The number of confirmed or suspected severe lung illnesses linked to vaping has now climbed to 805 cases across 46 states and the Virgin Islands, U.S. health officials reported Thursday.
There have also been 12 confirmed deaths in 10 states - California (2 cases), Florida, Georgia, Illinois, Indiana, Kansas (2 cases), Minnesota, Missouri, Mississippi and Oregon, officials added. That's nearly a doubling of fatalities compared to the seven deaths reported a week ago.
Unfortunately, officials still don't know exactly what is triggering these lung injuries.
"Although the investigation continues, no consistent e-cigarette or vaping product, substance, additive or brand has been identified in all cases, nor has any one product or substance been conclusively linked to lung injury in patients," Dr. Anne Schuchat, principal deputy director of the U.S. Centers for Disease Control and Prevention, said during a media briefing held last week.
The U.S. Food and Drug Administration now has more than 150 vaping product samples tied to these cases, and is analyzing them for any potential clues, Mitch Zeller, director of the FDA's Center for Tobacco Products, said at the same meeting.
"FDA is analyzing these samples for the presence of a broad range of chemicals," Zeller said.
The investigation has been hampered by the fact that there are so many different vaping products on the market being used in many different ways, Schuchat and Zeller explained.
There's also the possibility that some people have been sickened by exposure to more than one type of product, Schuchat said.
One potential culprit is an oily chemical called vitamin E acetate. Vitamin E acetate is typically available as a dietary supplement and skin treatment, and it continues to be found in some of the samples, Zeller said.
But Zeller added that "our laboratory analysis continues to show a mix of results. There's no one compound, ingredient, constituent - including vitamin E acetate - that's showing up in all of the samples tested."

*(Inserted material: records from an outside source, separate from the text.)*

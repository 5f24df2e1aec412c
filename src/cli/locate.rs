//! `locate` command: show which package owns a component.

use anyhow::Result;
use clap::Args;
use colored::Colorize;

use crate::config::ProfilerConfig;
use crate::http::ReqwestTransport;
use crate::locator::locate_package;

/// Show which package owns a component.
#[derive(Args, Debug)]
pub struct LocateCommand {
    /// Component source path, e.g. javascript/foo-package/bar.jsx
    component: String,
}

impl LocateCommand {
    pub async fn execute(self, settings: &ProfilerConfig) -> Result<()> {
        let transport = ReqwestTransport::new(settings.timeout())?;
        let policy = settings.host_policy()?;

        let located =
            locate_package(&transport, &policy, &self.component, &settings.host_origin).await?;

        println!("{} ({})", located.package.bold(), located.strategy.to_string().dimmed());
        Ok(())
    }
}
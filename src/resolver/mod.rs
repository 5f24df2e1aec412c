//! Transitive closure of a package in load-safe order.
//!
//! A package's bundle can only be evaluated after every bundle it depends on,
//! so the render service must receive URLs in dependency-before-dependent
//! order. [`resolve`] produces that order with a depth-first traversal that
//! emits each package after all of its dependencies (post-order).
//!
//! # Properties
//!
//! - Every dependency appears at a lower index than each package depending on it
//!   (for acyclic input).
//! - No package appears twice, even when reached through several paths
//!   (diamonds).
//! - Cycles terminate: a package is marked seen before its dependencies are
//!   visited, so re-entering it is a no-op. Packages on a cycle are emitted
//!   exactly once, in traversal order.
//! - A dependency with no manifest entry is a leaf. A package may legitimately
//!   declare no dependencies, so this is not an error.
//! - Dependencies are visited in the order the manifest lists them, which
//!   makes the output deterministic for a given manifest.

use std::collections::HashSet;

use tracing::warn;

use crate::manifest::DependencyMap;

/// Compute the ordered transitive closure of `root`, root included.
pub fn resolve(root: &str, dependencies: &DependencyMap) -> Vec<String> {
    let mut seen = HashSet::new();
    let mut order = Vec::new();
    visit(root, dependencies, &mut seen, &mut order);
    order
}

fn visit<'a>(
    package: &'a str,
    dependencies: &'a DependencyMap,
    seen: &mut HashSet<&'a str>,
    order: &mut Vec<String>,
) {
    if !seen.insert(package) {
        return;
    }

    match dependencies.get(package) {
        Some(deps) => {
            for dep in deps {
                visit(dep, dependencies, seen, order);
            }
        }
        None => warn!("Package '{}' has no manifest entry; treating it as a leaf", package),
    }

    order.push(package.to_string());
}
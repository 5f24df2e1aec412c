//! Render service requests.
//!
//! A [`RenderRequest`] carries the component's resolved bundle URLs (in load
//! order), its path relative to the bundle root, and the props to render with.
//! The render service answers with rendered text; its byte length is the
//! profiling signal.
//!
//! The render service may require a shared secret in the request body. Whether
//! that is enforced before submitting is decided by a [`SecretValidator`]
//! chosen once at startup: [`RequireSecret`] for normal runs, [`AcceptAll`]
//! for development.

use serde::Serialize;
use serde_json::Value;
use tracing::debug;

use crate::constants::RENDER_ENDPOINT_PATH;
use crate::core::{ProfilerError, Result};
use crate::http::{HttpTransport, join_origin};

/// Body of a `POST /render` request.
#[derive(Debug, Clone, PartialEq, Serialize)]
pub struct RenderRequest {
    /// Bundle URLs, dependencies before dependents.
    pub urls: Vec<String>,
    /// Component path prefixed with `./`.
    pub path: String,
    /// Props for this render.
    pub props: Value,
    /// Shared secret expected by the render service.
    #[serde(skip_serializing_if = "Option::is_none")]
    pub secret: Option<String>,
}

impl RenderRequest {
    /// Build a request for `component_path`, adding the `./` prefix.
    pub fn new(urls: Vec<String>, component_path: &str, props: Value) -> Self {
        Self {
            urls,
            path: format!("./{}", component_path.trim_start_matches("./")),
            props,
            secret: None,
        }
    }

    /// Attach the render secret.
    #[must_use]
    pub fn with_secret(mut self, secret: Option<String>) -> Self {
        self.secret = secret;
        self
    }
}

/// Decides whether a render secret is acceptable before a request is sent.
pub trait SecretValidator: Send + Sync {
    /// Check the secret a request would carry.
    ///
    /// # Errors
    ///
    /// Returns [`ProfilerError::MissingRenderSecret`] when the secret is not acceptable.
    fn validate(&self, secret: Option<&str>) -> Result<()>;
}

/// Accepts every request, with or without a secret.
#[derive(Debug, Clone, Copy, Default)]
pub struct AcceptAll;

impl SecretValidator for AcceptAll {
    fn validate(&self, _secret: Option<&str>) -> Result<()> {
        Ok(())
    }
}

/// Requires a non-blank secret.
#[derive(Debug, Clone, Copy, Default)]
pub struct RequireSecret;

impl SecretValidator for RequireSecret {
    fn validate(&self, secret: Option<&str>) -> Result<()> {
        match secret {
            Some(secret) if !secret.trim().is_empty() => Ok(()),
            _ => Err(ProfilerError::MissingRenderSecret),
        }
    }
}

/// Select the validator for a run.
#[must_use]
pub fn validator_for(dev_mode: bool) -> Box<dyn SecretValidator> {
    if dev_mode {
        Box::new(AcceptAll)
    } else {
        Box::new(RequireSecret)
    }
}

/// POST `request` to the render service and return the rendered text.
pub async fn submit<T: HttpTransport>(
    transport: &T,
    render_origin: &str,
    request: &RenderRequest,
) -> Result<String> {
    let url = join_origin(render_origin, RENDER_ENDPOINT_PATH);
    debug!("Rendering {} with {} bundles", request.path, request.urls.len());
    transport.post_json(&url, request).await
}
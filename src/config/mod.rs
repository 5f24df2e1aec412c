//! Profiler configuration.
//!
//! Settings come from an optional TOML file and are then overridden by
//! command-line flags (which themselves fall back to environment variables).
//! The file is looked up at `--config PATH`, else at
//! `~/.render-profile/config.toml`; a missing default file means defaults.
//!
//! # Example
//!
//! ```toml
//! host_origin = "http://localhost:8080"
//! render_origin = "http://localhost:8060"
//! timeout_secs = 30
//! dev_mode = true
//! production_hosts = ['^https://www\.khanacademy\.org/?$']
//! ```

use std::path::{Path, PathBuf};
use std::time::Duration;

use anyhow::{Context, Result};
use serde::{Deserialize, Serialize};
use tokio::fs;
use tracing::debug;

use crate::constants::{
    DEFAULT_HOST_ORIGIN, DEFAULT_PIPELINE_TIMEOUT_SECS, DEFAULT_PRODUCTION_HOSTS,
    DEFAULT_RENDER_ORIGIN,
};
use crate::core::ProfilerError;
use crate::locator::HostPolicy;

fn default_host_origin() -> String {
    DEFAULT_HOST_ORIGIN.to_string()
}

fn default_render_origin() -> String {
    DEFAULT_RENDER_ORIGIN.to_string()
}

const fn default_timeout_secs() -> u64 {
    DEFAULT_PIPELINE_TIMEOUT_SECS
}

fn default_production_hosts() -> Vec<String> {
    DEFAULT_PRODUCTION_HOSTS.iter().map(|p| (*p).to_string()).collect()
}

/// Settings for one profiling run.
#[derive(Debug, Clone, PartialEq, Eq, Serialize, Deserialize)]
#[serde(deny_unknown_fields)]
pub struct ProfilerConfig {
    /// Origin of the host application serving the homepage and manifest.
    #[serde(default = "default_host_origin")]
    pub host_origin: String,

    /// Origin of the render service.
    #[serde(default = "default_render_origin")]
    pub render_origin: String,

    /// Bound on one component's pipeline, and on each HTTP request, in seconds.
    #[serde(default = "default_timeout_secs")]
    pub timeout_secs: u64,

    /// Regex patterns identifying production host origins.
    #[serde(default = "default_production_hosts")]
    pub production_hosts: Vec<String>,

    /// Skip the render secret check.
    #[serde(default)]
    pub dev_mode: bool,

    /// Secret sent to the render service with each request.
    #[serde(default, skip_serializing_if = "Option::is_none")]
    pub render_secret: Option<String>,
}

impl Default for ProfilerConfig {
    fn default() -> Self {
        Self {
            host_origin: default_host_origin(),
            render_origin: default_render_origin(),
            timeout_secs: default_timeout_secs(),
            production_hosts: default_production_hosts(),
            dev_mode: false,
            render_secret: None,
        }
    }
}

impl ProfilerConfig {
    /// Load from an explicit path, or from the default location if it exists.
    ///
    /// An explicit path must exist; the default one is optional.
    pub async fn load_with_optional(path: Option<PathBuf>) -> Result<Self> {
        match path {
            Some(path) => Self::load_from(&path).await,
            None => match Self::default_path() {
                Some(path) if path.exists() => Self::load_from(&path).await,
                _ => Ok(Self::default()),
            },
        }
    }

    /// Load and validate the config at `path`.
    pub async fn load_from(path: &Path) -> Result<Self> {
        debug!("Loading profiler config from {}", path.display());
        let content = fs::read_to_string(path)
            .await
            .with_context(|| format!("Failed to read config from {}", path.display()))?;

        let config: Self = toml::from_str(&content)
            .map_err(ProfilerError::from)
            .with_context(|| format!("Failed to parse config from {}", path.display()))?;
        config.validate()?;
        Ok(config)
    }

    /// `~/.render-profile/config.toml`, if a home directory is known.
    pub fn default_path() -> Option<PathBuf> {
        dirs::home_dir().map(|home| home.join(".render-profile").join("config.toml"))
    }

    /// Check values that serde cannot.
    pub fn validate(&self) -> Result<(), ProfilerError> {
        if self.timeout_secs == 0 {
            return Err(ProfilerError::ConfigError {
                message: "timeout_secs must be at least 1".to_string(),
            });
        }
        for (field, origin) in [("host_origin", &self.host_origin), ("render_origin", &self.render_origin)]
        {
            if !crate::http::has_scheme(origin) {
                return Err(ProfilerError::ConfigError {
                    message: format!("{field} must be an absolute URL, got '{origin}'"),
                });
            }
        }
        self.host_policy().map(|_| ())
    }

    /// Pipeline and request timeout.
    pub fn timeout(&self) -> Duration {
        Duration::from_secs(self.timeout_secs)
    }

    /// Compile `production_hosts` into a [`HostPolicy`].
    pub fn host_policy(&self) -> Result<HostPolicy, ProfilerError> {
        HostPolicy::new(&self.production_hosts)
    }
}
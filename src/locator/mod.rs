//! Package ownership lookup for a component source path.
//!
//! Two strategies exist:
//!
//! - [`LocateStrategy::Queryable`]: ask the host for its path-to-packages
//!   mapping and take the first package listed for the component. Only
//!   development hosts serve that mapping.
//! - [`LocateStrategy::Heuristic`]: derive the package from the directory
//!   layout. A component under `<name>-package/` belongs to `<name>.js`.
//!
//! The strategy is chosen by a pure predicate on the host origin
//! ([`HostPolicy::strategy_for`]). Production hosts go straight to the
//! heuristic without touching the network. For every other host the queryable
//! strategy runs first and, if the mapping cannot be fetched or parsed, or has
//! no entry for the component, transitions to the heuristic. A host without
//! the mapping endpoint is taken to be production-like.
//!
//! A [`PackageLocator`] fetches the mapping once per run; every pipeline of
//! the run then reads the same copy.

use std::collections::HashMap;
use std::fmt;
use std::sync::OnceLock;

use regex::Regex;
use tracing::{debug, warn};

use crate::constants::{DEFAULT_PRODUCTION_HOSTS, PACKAGE_DIR_SUFFIX, PATH_TO_PACKAGES_PATH};
use crate::core::{ProfilerError, Result};
use crate::http::{HttpTransport, join_origin};

/// How a component's owning package is determined.
#[derive(Debug, Clone, Copy, PartialEq, Eq)]
pub enum LocateStrategy {
    /// Query the host's path-to-packages mapping, falling back to the heuristic.
    Queryable,
    /// Guess from the `<name>-package/` directory in the component path.
    Heuristic,
}

impl fmt::Display for LocateStrategy {
    fn fmt(&self, f: &mut fmt::Formatter<'_>) -> fmt::Result {
        match self {
            Self::Queryable => write!(f, "queryable"),
            Self::Heuristic => write!(f, "heuristic"),
        }
    }
}

/// Which package owns a component, and which strategy produced the answer.
#[derive(Debug, Clone, PartialEq, Eq)]
pub struct LocatedPackage {
    /// Package name, e.g. `content-library.js`.
    pub package: String,
    /// The strategy that produced `package`.
    pub strategy: LocateStrategy,
}

/// Classifies host origins as production or development.
#[derive(Debug, Clone)]
pub struct HostPolicy {
    production_hosts: Vec<Regex>,
}

impl HostPolicy {
    /// Build a policy from regex patterns matching production origins.
    ///
    /// # Errors
    ///
    /// Returns [`ProfilerError::ConfigError`] for an invalid pattern.
    pub fn new<I, S>(patterns: I) -> Result<Self>
    where
        I: IntoIterator<Item = S>,
        S: AsRef<str>,
    {
        let production_hosts = patterns
            .into_iter()
            .map(|pattern| {
                let pattern = pattern.as_ref();
                Regex::new(pattern).map_err(|e| ProfilerError::ConfigError {
                    message: format!("invalid production host pattern '{pattern}': {e}"),
                })
            })
            .collect::<Result<Vec<_>>>()?;

        Ok(Self {
            production_hosts,
        })
    }

    /// Whether `host_origin` matches any production pattern.
    pub fn is_production(&self, host_origin: &str) -> bool {
        self.production_hosts.iter().any(|re| re.is_match(host_origin))
    }

    /// The first strategy to try for `host_origin`.
    pub fn strategy_for(&self, host_origin: &str) -> LocateStrategy {
        if self.is_production(host_origin) {
            LocateStrategy::Heuristic
        } else {
            LocateStrategy::Queryable
        }
    }
}

impl Default for HostPolicy {
    fn default() -> Self {
        Self {
            production_hosts: DEFAULT_PRODUCTION_HOSTS
                .iter()
                .map(|pattern| Regex::new(pattern).expect("default production host pattern is valid"))
                .collect(),
        }
    }
}

fn package_dir_regex() -> &'static Regex {
    static RE: OnceLock<Regex> = OnceLock::new();
    RE.get_or_init(|| {
        let suffix = regex::escape(PACKAGE_DIR_SUFFIX);
        Regex::new(&format!(r"(?:^|/)([^/]+){suffix}")).expect("package directory pattern is valid")
    })
}

/// Guess the owning package from the `<name>-package/` directory in `component_path`.
///
/// The innermost such directory wins when several are nested.
///
/// # Errors
///
/// Returns [`ProfilerError::PackageGuessError`] if no directory matches.
pub fn guess_package(component_path: &str) -> Result<String> {
    package_dir_regex()
        .captures_iter(component_path)
        .last()
        .and_then(|caps| caps.get(1))
        .map(|segment| format!("{}.js", segment.as_str()))
        .ok_or_else(|| ProfilerError::PackageGuessError {
            path: component_path.to_string(),
        })
}

/// Component path → packages containing it, as served by development hosts.
pub type PathToPackages = HashMap<String, Vec<String>>;

/// Fetch the host's path-to-packages mapping.
pub async fn fetch_mapping<T: HttpTransport>(
    transport: &T,
    host_origin: &str,
) -> Result<PathToPackages> {
    let url = join_origin(host_origin, PATH_TO_PACKAGES_PATH);
    let body = transport.get_text(&url).await?;
    Ok(serde_json::from_str(&body)?)
}

/// Locates the owning package of every component in one run.
///
/// The mapping is fetched at most once, when the locator is prepared, and is
/// then only read. Components missing from it fall back to the heuristic one
/// by one.
#[derive(Debug, Clone, Default)]
pub struct PackageLocator {
    mapping: Option<PathToPackages>,
}

impl PackageLocator {
    /// Pick the strategy for `host_origin` and, for development hosts, fetch
    /// the mapping. A mapping that cannot be fetched or parsed leaves the
    /// locator on the heuristic.
    pub async fn prepare<T: HttpTransport>(
        transport: &T,
        policy: &HostPolicy,
        host_origin: &str,
    ) -> Self {
        let mapping = match policy.strategy_for(host_origin) {
            LocateStrategy::Queryable => match fetch_mapping(transport, host_origin).await {
                Ok(mapping) => {
                    debug!("Loaded package mapping for {} components", mapping.len());
                    Some(mapping)
                }
                Err(e) => {
                    warn!(
                        "Package mapping unavailable on {} ({}); guessing packages from paths instead",
                        host_origin, e
                    );
                    None
                }
            },
            LocateStrategy::Heuristic => {
                debug!("{} is a production host; skipping package mapping", host_origin);
                None
            }
        };

        Self {
            mapping,
        }
    }

    /// A locator that queries an already-loaded mapping first.
    pub fn with_mapping(mapping: PathToPackages) -> Self {
        Self {
            mapping: Some(mapping),
        }
    }

    /// Whether a mapping was loaded.
    pub fn has_mapping(&self) -> bool {
        self.mapping.is_some()
    }

    /// Determine which package owns `component_path`.
    ///
    /// # Errors
    ///
    /// Only the heuristic can fail: a component missing from the mapping falls
    /// back to it, and its [`ProfilerError::PackageGuessError`] is returned.
    pub fn locate(&self, component_path: &str) -> Result<LocatedPackage> {
        if let Some(mapping) = &self.mapping {
            match mapping.get(component_path).and_then(|packages| packages.first()) {
                Some(package) => {
                    debug!("{} belongs to {} (queryable)", component_path, package);
                    return Ok(LocatedPackage {
                        package: package.clone(),
                        strategy: LocateStrategy::Queryable,
                    });
                }
                None => warn!(
                    "{} is not listed in the package mapping; guessing from its path",
                    component_path
                ),
            }
        }

        let package = guess_package(component_path)?;
        debug!("{} belongs to {} (heuristic)", component_path, package);
        Ok(LocatedPackage {
            package,
            strategy: LocateStrategy::Heuristic,
        })
    }
}

/// Determine which package owns a single `component_path` on `host_origin`.
///
/// # Errors
///
/// See [`PackageLocator::locate`].
pub async fn locate_package<T: HttpTransport>(
    transport: &T,
    policy: &HostPolicy,
    component_path: &str,
    host_origin: &str,
) -> Result<LocatedPackage> {
    PackageLocator::prepare(transport, policy, host_origin).await.locate(component_path)
}
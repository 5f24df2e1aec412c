//! Package manifest discovery.
//!
//! The host application publishes its package manifest under a URL that may
//! embed a content hash and is not linked from any discoverable endpoint. The
//! only stable reference is the homepage markup, which mentions the manifest
//! URL inside a quoted string. Locating it is therefore a narrow pattern
//! match over the homepage, followed by a plain GET of the matched URL.
//!
//! Parsing the returned text lives in [`graph`].

pub mod graph;

use std::sync::OnceLock;

use regex::Regex;
use tracing::debug;

use crate::constants::MANIFEST_URL_MARKER;
use crate::core::{ProfilerError, Result};
use crate::http::{HttpTransport, join_origin};

pub use graph::{DependencyMap, PackageDescriptor, PackageGraph, PackageUrlMap};

fn manifest_url_regex() -> &'static Regex {
    static RE: OnceLock<Regex> = OnceLock::new();
    RE.get_or_init(|| {
        let marker = regex::escape(MANIFEST_URL_MARKER);
        Regex::new(&format!(
            r#""([^"\s]*{marker}[^"\s]*)"|'([^'\s]*{marker}[^'\s]*)'"#
        ))
        .expect("manifest URL pattern is valid")
    })
}

/// Find the manifest URL referenced by the homepage markup.
///
/// Returns the first string containing `/package-manifest` that is opened and
/// closed by the same quote character, made absolute against `host_origin`
/// when it is relative.
pub fn extract_manifest_url(html: &str, host_origin: &str) -> Option<String> {
    manifest_url_regex()
        .captures(html)
        .and_then(|caps| caps.get(1).or_else(|| caps.get(2)))
        .map(|m| join_origin(host_origin, m.as_str()))
}

/// Fetch the raw manifest text published by `host_origin`.
///
/// # Errors
///
/// - [`ProfilerError::NetworkError`] if either the homepage or the manifest
///   request fails
/// - [`ProfilerError::ManifestNotFound`] if the homepage references no manifest
pub async fn locate_manifest<T: HttpTransport>(transport: &T, host_origin: &str) -> Result<String> {
    let homepage_url = join_origin(host_origin, "/");
    let homepage = transport.get_text(&homepage_url).await?;

    let manifest_url = extract_manifest_url(&homepage, host_origin).ok_or_else(|| {
        ProfilerError::ManifestNotFound {
            url: homepage_url.clone(),
        }
    })?;
    debug!("Found package manifest at {}", manifest_url);

    transport.get_text(&manifest_url).await
}
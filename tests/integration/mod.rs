//! Integration test suite for render-profile
//!
//! End-to-end tests for profiling pipelines and the command-line interface.
//! Pipelines run against a scripted `StubTransport`; CLI tests run the built
//! binary and never need a live host or render service.
//!
//! # Running Integration Tests
//!
//! ```bash
//! cargo test --test integration
//! ```
//!
//! # Test Organization
//!
//! - **pipeline**: Manifest loading, resolution, fixtures, and concurrent renders
//! - **cli**: Argument handling, config errors, and offline commands

#[path = "../common/mod.rs"]
mod common;

mod cli;
mod pipeline;
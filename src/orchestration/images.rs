//! Image store shared types
//!
//! Contains data structures passed to and returned by image store
//! implementations. The actual backend execution logic is in the store
//! implementations.

use crate::error::{KilnError, KilnResult};
use serde::Deserialize;

/// One entry of the backend's structured image listing
#[derive(Debug, Clone, Default, Deserialize)]
pub struct ImageRecord {
    /// Image ID
    #[serde(default)]
    pub id: String,
    /// Fully-qualified names (e.g. "localhost/proj/cache/core/8.0:abc123def456").
    /// Dangling images have none.
    #[serde(default)]
    pub names: Option<Vec<String>>,
}

/// Parse the JSON array printed by `images --json`.
///
/// An empty or whitespace-only listing is treated as no images.
pub fn parse_image_listing(raw: &str) -> KilnResult<Vec<ImageRecord>> {
    if raw.trim().is_empty() {
        return Ok(Vec::new());
    }
    serde_json::from_str(raw).map_err(|e| KilnError::ImageListParse(e.to_string()))
}

/// Select every name that contains `prefix` anywhere.
///
/// The match is substring containment, not prefix-anchored, since the
/// backend may qualify names with a registry such as `localhost/`.
pub fn names_containing(records: &[ImageRecord], prefix: &str) -> Vec<String> {
    let mut matched = Vec::new();
    for record in records {
        for name in record.names.iter().flatten() {
            if name.contains(prefix) && !matched.contains(name) {
                matched.push(name.clone());
            }
        }
    }
    matched
}

/// A single piece of pending image configuration.
///
/// Applied in order; a later change to the same key overwrites an earlier
/// one, matching the backend's last-write-wins behavior.
#[derive(Debug, Clone, PartialEq, Eq)]
pub enum ConfigChange {
    /// Environment variable baked into the image
    Env(String, String),
    /// Image label
    Label(String, String),
    /// Entrypoint in exec form
    Entrypoint(Vec<String>),
    /// Default command in exec form
    Cmd(Vec<String>),
    /// Exposed port
    Port(u16),
    /// User (name or uid) the container runs as
    User(String),
    /// Declared volume path
    Volume(String),
}

impl ConfigChange {
    /// Backend flag and value for this change
    pub fn to_args(&self) -> [String; 2] {
        match self {
            Self::Env(k, v) => ["--env".to_string(), format!("{}={}", k, v)],
            Self::Label(k, v) => ["--label".to_string(), format!("{}={}", k, v)],
            Self::Entrypoint(argv) => ["--entrypoint".to_string(), exec_form(argv)],
            Self::Cmd(argv) => ["--cmd".to_string(), exec_form(argv)],
            Self::Port(port) => ["--port".to_string(), port.to_string()],
            Self::User(user) => ["--user".to_string(), user.clone()],
            Self::Volume(path) => ["--volume".to_string(), path.clone()],
        }
    }
}

/// Render an argv as a JSON array (exec form)
pub(crate) fn exec_form(argv: &[String]) -> String {
    serde_json::to_string(argv).unwrap_or_else(|_| "[]".to_string())
}

/// Options for snapshotting a working container into a tagged image
#[derive(Debug, Clone, Default, PartialEq, Eq)]
pub struct CommitOptions {
    /// Squash all layers into one
    pub squash: bool,
    /// Default command recorded in the image
    pub cmd: Option<Vec<String>>,
    /// Dockerfile-style change instructions (e.g. "EXPOSE 6379")
    pub changes: Vec<String>,
}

Nearly three-quarters of the people who've developed lung injury from vaping are male, Schuchat said, and more than half the cases are in people younger than 25.
Symptoms include cough, shortness of breath and chest pains. Some patients have had so much trouble breathing that they wind up on oxygen, and in extreme cases placed on a mechanical ventilator.
"Until we know more, if you are concerned about these specific health risks, CDC recommends you not use an e-cigarette or vaping product," Schuchat said.
The fallout from the ongoing outbreak of illnesses has hit the vaping industry hard.
On Wednesday, vape device maker Juul Labs said it is stopping all print, digital and television advertising, and its CEO, Kevin Burns, is stepping down.
Juul, by far the largest vaping products maker in the United States, also said it will not fight a proposed nationwide ban on flavored e-cigarettes put forward earlier this month by the Trump administration, the Associated Press reported.
K.C. Crosthwaite, an executive from Altria, will replace Burns. Tobacco giant Altria owns a 35% share of San Francisco-based Juul.
In a statement, Crosthwaite alluded to "unacceptable levels of youth usage and eroding public confidence in our industry," the AP said.
"We must strive to work with regulators, policymakers and other stakeholders, and earn the trust of the societies in which we operate," Crosthwaite added. "That includes inviting an open dialogue, listening to others and being responsive to their concerns."
The news from Juul came a day after testimony on Capitol Hill regarding the expanding number of cases of a sometimes fatal vaping-linked lung illness.
In her testimony before a congressional subcommittee, the CDC's Schuchat told lawmakers that "we are seeing more and more cases each day."
The situation has also spurred the Trump administration to call for a ban on flavored e-cigarettes. New York and Michigan have already put restrictions on the sale of vaping products and retail giant Walmart announced last week that it is pulling all e-cigarette products from its shelves.
And on Tuesday, Massachusetts stopped the sales of all vaping products for four months. Rhode Island is also planning to ban flavored e-cigarettes.
Giving the new health risks, Schuchat advised that former smokers who now vape should ask their doctor about using a nicotine patch or gum instead and not contemplate a return to smoking.
Health officials particularly warn against buying any vaping products off the street, especially if they've been laced with THC, the compound in marijuana that gets you high, Zeller said.
But again, THC products have not been involved in all the cases, Schuchat said. Some patients have used products containing THC and others containing nicotine, while some have only used nicotine products.